Because of the demands of increasing test scores and instructional times, recess is often viewed as something to be shortened or eliminated. 

“We all know young children need to be active, not only for their physical health but also for their learning,” said group member Marissa Ranauto, a senior early childhood education major in the College of Education and Human Development. “We found that recess and free play is associated with keeping young children on task when they are back in the classroom and increasing imagination and creativity. When children have free play they also increase their oral skills and vocabulary.”

“There is also a link to childhood obesity,” explained Ranauto. “The Center for Disease Control recommends that children accumulate 60 minutes of activity each day and typically students have physical education classes once each week. It’s disturbing that, according to the National Association for the Education of Young Children, on any given day 21 percent of children do not have access to recess.

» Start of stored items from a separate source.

//! Registry of the model weights a serving process needs.
//!
//! Weights are provisioned out of band; this module only locates and checks
//! them.

use std::path::{Path, PathBuf};

use idgen_core::ConfigurationError;
use safetensors::SafeTensors;
use tracing::debug;

/// Models directory used when none is configured.
pub const DEFAULT_MODELS_DIR: &str = "checkpoints";

/// Model metadata.
#[derive(Debug, Clone)]
pub struct ModelInfo {
    /// Model name/identifier.
    pub name: &'static str,
    /// What the weights are used for.
    pub description: &'static str,
    /// File or directory, relative to the models directory.
    pub path: &'static str,
}

/// Known models.
pub const MODELS: &[ModelInfo] = &[
    ModelInfo {
        name: "antelopev2",
        description: "face detection and recognition",
        path: "antelopev2",
    },
    ModelInfo {
        name: "identitynet",
        description: "IdentityNet ControlNet",
        path: "ControlNetModel/diffusion_pytorch_model.safetensors",
    },
    ModelInfo {
        name: "ip-adapter",
        description: "face IP-adapter",
        path: "ip-adapter.bin",
    },
    ModelInfo {
        name: "controlnet-pose",
        description: "OpenPose ControlNet",
        path: "pose",
    },
    ModelInfo {
        name: "controlnet-canny",
        description: "Canny ControlNet",
        path: "canny",
    },
    ModelInfo {
        name: "controlnet-depth",
        description: "depth ControlNet",
        path: "depth",
    },
    ModelInfo {
        name: "sdxl",
        description: "SDXL base pipeline",
        path: "sd_model",
    },
    ModelInfo {
        name: "lcm-lora",
        description: "LCM LoRA weights",
        path: "pytorch_lora_weights.safetensors",
    },
    ModelInfo {
        name: "safety-checker",
        description: "NSFW safety checker",
        path: "safety_cache",
    },
    ModelInfo {
        name: "feature-extractor",
        description: "CLIP feature extractor for the safety checker",
        path: "feature_extractor",
    },
];

/// Returns the models directory: `custom` if given, else `./checkpoints`.
#[must_use]
pub fn models_dir(custom: Option<&Path>) -> PathBuf {
    custom.map_or_else(|| PathBuf::from(DEFAULT_MODELS_DIR), Path::to_path_buf)
}

/// Returns the path to a specific model under `dir`.
#[must_use]
pub fn model_path(dir: &Path, name: &str) -> Option<PathBuf> {
    MODELS
        .iter()
        .find(|m| m.name == name)
        .map(|m| dir.join(m.path))
}

/// Lists models under `dir` with whether each is present.
#[must_use]
pub fn list_models(dir: &Path) -> Vec<(String, bool)> {
    MODELS
        .iter()
        .map(|m| (m.name.to_string(), dir.join(m.path).exists()))
        .collect()
}

/// Checks that every registered model under `dir` is present and readable.
///
/// # Errors
///
/// Returns the first [`ConfigurationError`] found.
pub fn verify_models(dir: &Path) -> Result<(), ConfigurationError> {
    for model in MODELS {
        verify_model(model.name, &dir.join(model.path))?;
    }
    Ok(())
}

/// Checks one model file or directory.
///
/// # Errors
///
/// Returns [`ConfigurationError::MissingWeights`] if nothing exists at `path`,
/// or [`ConfigurationError::UnreadableWeights`] if a safetensors file does
/// not parse.
pub fn verify_model(name: &str, path: &Path) -> Result<(), ConfigurationError> {
    if !path.exists() {
        return Err(ConfigurationError::MissingWeights {
            name: name.to_string(),
            path: path.to_path_buf(),
        });
    }

    if path.extension().is_some_and(|e| e == "safetensors") {
        check_safetensors(path).map_err(|reason| ConfigurationError::UnreadableWeights {
            name: name.to_string(),
            path: path.to_path_buf(),
            reason,
        })?;
    }

    debug!("Model {name} present at {}", path.display());
    Ok(())
}

/// Parses the file as safetensors, checking the header against the data.
fn check_safetensors(path: &Path) -> Result<(), String> {
    let data = std::fs::read(path).map_err(|e| e.to_string())?;
    let tensors = SafeTensors::deserialize(&data).map_err(|e| e.to_string())?;
    debug!("{} holds {} tensors", path.display(), tensors.len());
    Ok(())
}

“There are a lot of things that can be done to incorporate movement into the curriculum even when children have to stay inside because of the weather, and that parents can do at home to encourage movement and free play.”

As part of their advocacy plan, Ranauto and group members Kelsey Mooney, Callye Phillips and Rebecca Vitelli, developed a brochure to inform parents and other teachers of things they can do to change practices and provide resources.

They also wrote letters to the governor of Delaware and the state Department of Education to encourage them to consider enacting a statewide policy. And the project team developed an opinion piece that was published in The Review to inform the public about the issue.

“Since children are too young to protect themselves, early childhood educators have an ethical responsibility to advocate and protect them from harm that might adversely affect healthy development,” said Han. “This particular project, ‘Rescue Recess,’ is an excellent example of how emerging educators can address the lack of recess nationwide.

“Regardless of whether their actions can change state policy now, I applaud the students’ effort and courage to change what they think is problematic in education today. To me, it was like seeing them coming out of a chrysalis to become a butterfly.”

Students will be able to use knowledge gained in the class in their own practice. “Because of this course, when I have my own classroom I will make sure children have an opportunity for physical activity and free time each day,” said Ranauto.  “I’ll be able to offer much more than curriculum to children. I’ll be able to advocate for their needs and serve as their voice.”